Data extracted from a collection:
════════════════
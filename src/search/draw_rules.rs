//! 50-move and repetition rules.
//!
//! Hash lists passed in here hold the keys of the positions that preceded the
//! one being examined, oldest first, and never the examined position itself.

use crate::game_state::chess_rules::{FIFTY_MOVE_HALFMOVES, REPETITION_CLAIM_COUNT};
use crate::game_state::game_state::GameState;

#[inline]
pub fn can_claim_draw_50(game_state: &GameState) -> bool {
    game_state.halfmove_clock >= FIFTY_MOVE_HALFMOVES
}

/// Threefold repetition claim, counting the current occurrence.
pub fn can_claim_draw_rep(game_state: &GameState, previous_hashes: &[u64]) -> bool {
    let earlier = previous_hashes
        .iter()
        .filter(|&&hash| hash == game_state.zobrist_key)
        .count();
    earlier + 1 >= REPETITION_CLAIM_COUNT
}

/// Draw-by-repetition test used inside the search tree.
///
/// A single repeat of a position first reached during the search is already
/// scored as a draw, while positions from the game history need the full
/// claim count. Only positions since the last capture or pawn move are
/// scanned.
pub fn is_search_repetition(
    key: u64,
    previous_hashes: &[u64],
    first_search_index: usize,
    halfmove_clock: u16,
) -> bool {
    let stop = previous_hashes
        .len()
        .saturating_sub(usize::from(halfmove_clock));
    let mut reps = 0usize;

    for (idx, &hash) in previous_hashes.iter().enumerate().skip(stop).rev() {
        if hash != key {
            continue;
        }
        if idx >= first_search_index {
            return true;
        }
        reps += 1;
        if reps + 1 >= REPETITION_CLAIM_COUNT {
            return true;
        }
    }

    false
}
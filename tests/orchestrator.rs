use std::sync::{Arc, Mutex};
use std::thread;
use std::time::Duration;

use kestrel_chess::engines::computer_player::{ComputerPlayer, PlayerConfig};
use kestrel_chess::engines::player::{DrawClaim, DrawRule, Player, PlayerCommand};
use kestrel_chess::game_state::game_state::GameState;
use kestrel_chess::move_generation::legal_move_apply::make_move;
use kestrel_chess::move_generation::move_generator::legal_moves;
use kestrel_chess::search::iterative_deepening::{SearchListener, SearchReport};
use kestrel_chess::utils::long_algebraic::long_algebraic_to_move;
use kestrel_chess::utils::short_algebraic::move_to_san;

fn quick_player(depth: u8) -> ComputerPlayer {
    ComputerPlayer::with_config(PlayerConfig {
        min_time_ms: None,
        max_time_ms: None,
        max_depth: depth,
        book_enabled: false,
        verbose: false,
        ..PlayerConfig::default()
    })
    .with_rng_seed(17)
}

fn legal_san(game: &GameState) -> Vec<String> {
    let mut game = game.clone();
    let moves = legal_moves(&mut game).expect("generation should succeed");
    moves
        .iter()
        .map(|mv| move_to_san(&mut game, mv).expect("SAN should format"))
        .collect()
}

#[derive(Clone, Default)]
struct DepthLog(Arc<Mutex<Vec<u8>>>);

impl SearchListener for DepthLog {
    fn notify_progress(&mut self, report: &SearchReport) {
        self.0.lock().expect("log lock").push(report.depth);
    }
}

#[test]
fn start_position_search_returns_a_legal_move() {
    let game = GameState::new_game();
    let mut player = quick_player(1);
    let command = player.get_command(&game, false, &[]).expect("command should be produced");

    let PlayerCommand::Move(san) = command else {
        panic!("expected a move, got {command}");
    };
    let legal = legal_san(&game);
    assert_eq!(legal.len(), 20);
    assert!(legal.contains(&san), "{san} is not legal");
}

#[test]
fn book_move_is_used_when_enabled() {
    let game = GameState::new_game();
    let mut player = quick_player(1);
    player.use_book(true);
    let command = player.get_command(&game, false, &[]).expect("command should be produced");
    let text = command.to_string();
    assert!(["e4", "d4", "c4", "Nf3"].contains(&text.as_str()), "{text}");
}

#[test]
fn search_position_pv_starts_with_best_move() {
    let mut game = GameState::new_game();
    let mut player = quick_player(1);
    let (best, pv) = player.search_position(&game, 200).expect("search should run");

    let san = move_to_san(&mut game, &best).expect("SAN should format");
    assert!(pv.starts_with(&san), "pv '{pv}' should start with {san}");
    assert!(legal_moves(&mut game).expect("generation should succeed").contains(&best));
}

#[test]
fn single_legal_move_skips_the_search() {
    let game = GameState::from_fen("k7/8/8/8/8/8/1q6/K7 w - - 0 1").expect("FEN should parse");
    let log = DepthLog::default();
    let mut player = quick_player(6);
    player.set_listener(Box::new(log.clone()));

    let command = player.get_command(&game, false, &[]).expect("command should be produced");
    assert_eq!(command, PlayerCommand::Move("Kxb2".to_owned()));
    assert!(log.0.lock().expect("log lock").is_empty());
}

#[test]
fn listener_hears_each_completed_depth() {
    let game = GameState::from_fen("r3k2r/p1ppqpb1/bn2pnp1/3PN3/1p2P3/2N2Q1p/PPPBBPPP/R3K2R w KQkq - 0 1")
        .expect("FEN should parse");
    let log = DepthLog::default();
    let mut player = quick_player(3);
    player.set_listener(Box::new(log.clone()));

    player.get_command(&game, false, &[]).expect("command should be produced");
    assert_eq!(*log.0.lock().expect("log lock"), vec![1, 2, 3]);
}

#[test]
fn stalemate_and_checkmate_swap_sides() {
    let mut player = quick_player(2);
    let stalemate = GameState::from_fen("k7/8/1Q6/8/8/8/8/7K b - - 0 1").expect("FEN should parse");
    assert_eq!(
        player.get_command(&stalemate, false, &[]),
        Ok(PlayerCommand::Swap)
    );

    let mate = GameState::from_fen("R5k1/5ppp/8/8/8/8/8/6K1 b - - 1 1").expect("FEN should parse");
    assert_eq!(player.get_command(&mate, false, &[]), Ok(PlayerCommand::Swap));
}

#[test]
fn claims_fifty_move_draw_in_level_position() {
    let game = GameState::from_fen("4k3/4p3/8/8/8/8/4P3/4K3 w - - 100 80").expect("FEN should parse");
    let mut player = quick_player(2);
    let command = player.get_command(&game, true, &[]).expect("command should be produced");
    assert_eq!(
        command,
        PlayerCommand::ClaimDraw(DrawClaim {
            rule: DrawRule::FiftyMove,
            move_text: None,
        })
    );
    assert_eq!(command.to_string(), "draw 50");
}

#[test]
fn claims_repetition_on_third_occurrence() {
    let mut game = GameState::new_game();
    let mut history = Vec::new();
    for text in ["g1f3", "g8f6", "f3g1", "f6g8", "g1f3", "g8f6", "f3g1", "f6g8"] {
        let mv = long_algebraic_to_move(text, &mut game).expect("move should parse");
        history.push(game.clone());
        let _undo = make_move(&mut game, &mv).expect("move should apply");
    }

    let mut player = quick_player(2);
    let command = player.get_command(&game, false, &history).expect("command should be produced");
    assert_eq!(command.to_string(), "draw rep");
}

#[test]
fn winning_side_does_not_claim() {
    // Any quiet move would allow "draw 50", but winning the rook scores well.
    let game = GameState::from_fen("4k3/8/8/8/8/8/r7/R3K3 w - - 99 80").expect("FEN should parse");
    let mut player = quick_player(2);
    let command = player.get_command(&game, false, &[]).expect("command should be produced");
    assert_eq!(command, PlayerCommand::Move("Rxa2".to_owned()));
}

#[test]
fn random_mode_favours_the_clearly_best_move() {
    let game = GameState::from_fen("4k3/8/8/3q4/4P3/8/8/4K3 w - - 0 1").expect("FEN should parse");
    let legal = legal_san(&game);
    let mut player = quick_player(4);
    player.time_limit(None, None, true);

    let mut captures = 0;
    for _ in 0..200 {
        let command = player.get_command(&game, false, &[]).expect("command should be produced");
        let PlayerCommand::Move(san) = command else {
            panic!("expected a move, got {command}");
        };
        assert!(legal.contains(&san), "{san} is not legal");
        if san == "exd5" {
            captures += 1;
        }
    }
    assert!(captures >= 170, "exd5 chosen only {captures} times");
}

#[test]
fn remote_time_limit_stops_a_running_search() {
    let game = GameState::new_game();
    let mut player = ComputerPlayer::with_config(PlayerConfig {
        min_time_ms: Some(60_000),
        max_time_ms: Some(60_000),
        book_enabled: false,
        verbose: false,
        ..PlayerConfig::default()
    });
    let remote = player.remote_control();

    let worker = thread::spawn(move || player.get_command(&game, false, &[]));

    let mut stopped = false;
    for _ in 0..10_000 {
        if remote.time_limit(Some(0), Some(0)) {
            stopped = true;
            break;
        }
        thread::sleep(Duration::from_millis(1));
    }
    assert!(stopped, "search never became active");

    let command = worker
        .join()
        .expect("search thread should not panic")
        .expect("command should be produced");
    assert!(matches!(command, PlayerCommand::Move(_)), "{command}");
}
════════════════
• **WHAT TO PRODUCE**: Copy here each line of the preceding records with "stopped" in it.

• **FINAL ANSWER**:
    let mut stopped = false;
            stopped = true;
    assert!(stopped, "search never became active");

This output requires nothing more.